Excerpts from a dataset:
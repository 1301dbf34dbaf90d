use std::collections::VecDeque;

const OPEN_TAGS: [&str; 3] = ["<think>", "<thinking>", "<reasoning>"];
const CLOSE_TAGS: [&str; 3] = ["</think>", "</thinking>", "</reasoning>"];

#[derive(Debug, Clone, PartialEq, Eq)]
pub enum Segment {
    Reasoning(String),
    Answer(String),
}

#[derive(Debug, Clone, Copy, PartialEq, Eq)]
enum Origin {
    Outside,
    Inside(usize),
}

#[derive(Debug, Clone, PartialEq, Eq)]
enum State {
    Outside,
    MaybeTag { origin: Origin, pending: String },
    InsideReasoning { tag: usize },
}

/// Splits a token stream into reasoning and answer text.
///
/// Reasoning is delimited by `<think>`, `<thinking>` or `<reasoning>` and the
/// matching closing tag, matched ASCII case-insensitively. A delimiter may be
/// split across any number of fragments; at most one tag's worth of text is
/// held back while a possible delimiter is incomplete.
#[derive(Debug, Clone)]
pub struct ReasoningParser {
    state: State,
}

impl Default for ReasoningParser {
    fn default() -> Self {
        Self {
            state: State::Outside,
        }
    }
}

impl ReasoningParser {
    pub fn new() -> Self {
        Self::default()
    }

    pub fn is_inside_reasoning(&self) -> bool {
        matches!(
            self.state,
            State::InsideReasoning { .. }
                | State::MaybeTag {
                    origin: Origin::Inside(_),
                    ..
                }
        )
    }

    pub fn feed(&mut self, fragment: &str) -> Vec<Segment> {
        let mut out = Vec::new();
        let mut queue: VecDeque<char> = fragment.chars().collect();
        while let Some(c) = queue.pop_front() {
            self.step(c, &mut queue, &mut out);
        }
        out
    }

    /// Flushes a half-seen delimiter as literal text.
    pub fn finish(&mut self) -> Vec<Segment> {
        let mut out = Vec::new();
        let state = std::mem::replace(&mut self.state, State::Outside);
        if let State::MaybeTag { origin, pending } = state {
            for c in pending.chars() {
                emit(&mut out, origin, c);
            }
            self.state = origin_state(origin);
        } else {
            self.state = state;
        }
        out
    }

    fn step(&mut self, c: char, queue: &mut VecDeque<char>, out: &mut Vec<Segment>) {
        match &mut self.state {
            State::Outside => {
                if c == '<' {
                    self.state = State::MaybeTag {
                        origin: Origin::Outside,
                        pending: c.to_string(),
                    };
                } else {
                    emit(out, Origin::Outside, c);
                }
            }
            State::InsideReasoning { tag } => {
                let tag = *tag;
                if c == '<' {
                    self.state = State::MaybeTag {
                        origin: Origin::Inside(tag),
                        pending: c.to_string(),
                    };
                } else {
                    emit(out, Origin::Inside(tag), c);
                }
            }
            State::MaybeTag { origin, pending } => {
                let origin = *origin;
                pending.push(c);
                let lowered = pending.to_ascii_lowercase();

                let candidates: Vec<(usize, &str)> = match origin {
                    Origin::Outside => OPEN_TAGS.iter().copied().enumerate().collect(),
                    Origin::Inside(tag) => vec![(tag, CLOSE_TAGS[tag])],
                };

                let complete = candidates.iter().find(|(_, candidate)| *candidate == lowered);
                if let Some((tag, _)) = complete {
                    self.state = match origin {
                        Origin::Outside => State::InsideReasoning { tag: *tag },
                        Origin::Inside(_) => State::Outside,
                    };
                    return;
                }
                if candidates.iter().any(|(_, candidate)| candidate.starts_with(&lowered)) {
                    return;
                }

                // Not a delimiter: the `<` is ordinary text and the rest is
                // scanned again from the origin state.
                let mut chars = pending.chars();
                if let Some(first) = chars.next() {
                    emit(out, origin, first);
                }
                for rest in chars.rev() {
                    queue.push_front(rest);
                }
                self.state = origin_state(origin);
            }
        }
    }
}

fn origin_state(origin: Origin) -> State {
    match origin {
        Origin::Outside => State::Outside,
        Origin::Inside(tag) => State::InsideReasoning { tag },
    }
}

fn emit(out: &mut Vec<Segment>, origin: Origin, c: char) {
    let reasoning = matches!(origin, Origin::Inside(_));
    match out.last_mut() {
        Some(Segment::Reasoning(text)) if reasoning => text.push(c),
        Some(Segment::Answer(text)) if !reasoning => text.push(c),
        _ if reasoning => out.push(Segment::Reasoning(c.to_string())),
        _ => out.push(Segment::Answer(c.to_string())),
    }
}

#[cfg(test)]
mod tests {
    use super::*;
    use proptest::prelude::*;

    fn run(fragments: &[&str]) -> (String, String) {
        let mut parser = ReasoningParser::new();
        let mut reasoning = String::new();
        let mut answer = String::new();
        let mut segments = Vec::new();
        for fragment in fragments {
            segments.extend(parser.feed(fragment));
        }
        segments.extend(parser.finish());
        for segment in segments {
            match segment {
                Segment::Reasoning(text) => reasoning.push_str(&text),
                Segment::Answer(text) => answer.push_str(&text),
            }
        }
        (reasoning, answer)
    }

    #[test]
    fn plain_answer_passes_through() {
        assert_eq!(
            run(&["未然形 is ", "the irrealis"]),
            (String::new(), "未然形 is the irrealis".to_string())
        );
    }

    #[test]
    fn reasoning_is_separated() {
        let (reasoning, answer) = run(&["<think>check p.3</think>The answer."]);
        assert_eq!(reasoning, "check p.3");
        assert_eq!(answer, "The answer.");
    }

    #[test]
    fn delimiters_split_across_fragments() {
        let (reasoning, answer) = run(&["<th", "ink>plan", "</thi", "nk>", "done"]);
        assert_eq!(reasoning, "plan");
        assert_eq!(answer, "done");
    }

    #[test]
    fn all_spellings_are_case_insensitive() {
        assert_eq!(run(&["<THINKING>a</Thinking>b"]), ("a".to_string(), "b".to_string()));
        assert_eq!(run(&["<Reasoning>a</REASONING>b"]), ("a".to_string(), "b".to_string()));
    }

    #[test]
    fn mismatched_close_tag_stays_reasoning() {
        let (reasoning, answer) = run(&["<think>x</thinking>y</think>z"]);
        assert_eq!(reasoning, "x</thinking>y");
        assert_eq!(answer, "z");
    }

    #[test]
    fn angle_brackets_in_text_are_kept() {
        assert_eq!(run(&["a < b and <br> <th"]), (String::new(), "a < b and <br> <th".to_string()));
        assert_eq!(run(&["<<think>r</think>"]), ("r".to_string(), "<".to_string()));
    }

    #[test]
    fn unterminated_reasoning_never_leaks() {
        let (reasoning, answer) = run(&["<think>still thinking </thi"]);
        assert_eq!(reasoning, "still thinking </thi");
        assert!(answer.is_empty());
    }

    proptest! {
        #[test]
        fn any_fragmentation_yields_the_same_split(
            before in "[a-z 未然形。<]{0,16}",
            reasoning in "[a-z 連用形、<]{0,16}",
            after in "[a-z 終止形。<]{0,16}",
            tag in 0usize..3,
            cuts in proptest::collection::vec(0usize..80, 0..6),
        ) {
            // No `>` in the generated text, so no delimiter can appear by accident.
            let name = ["think", "thinking", "reasoning"][tag];
            let full = format!("{before}<{}>{reasoning}</{name}>{after}", name.to_uppercase());
            let chars: Vec<char> = full.chars().collect();

            let mut points: Vec<usize> = cuts.iter().map(|cut| cut % (chars.len() + 1)).collect();
            points.sort_unstable();
            points.dedup();

            let mut fragments = Vec::new();
            let mut start = 0;
            for point in points {
                fragments.push(chars[start..point].iter().collect::<String>());
                start = point;
            }
            fragments.push(chars[start..].iter().collect::<String>());

            let refs: Vec<&str> = fragments.iter().map(String::as_str).collect();
            let (got_reasoning, got_answer) = run(&refs);
            prop_assert_eq!(got_reasoning, reasoning);
            prop_assert_eq!(got_answer, format!("{before}{after}"));
        }
    }
}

What this task involves: Check each line of the entries for the string "points". Copy the lines that have it.

Exercise response:
            let mut points: Vec<usize> = cuts.iter().map(|cut| cut % (chars.len() + 1)).collect();
            points.sort_unstable();
            points.dedup();
            for point in points {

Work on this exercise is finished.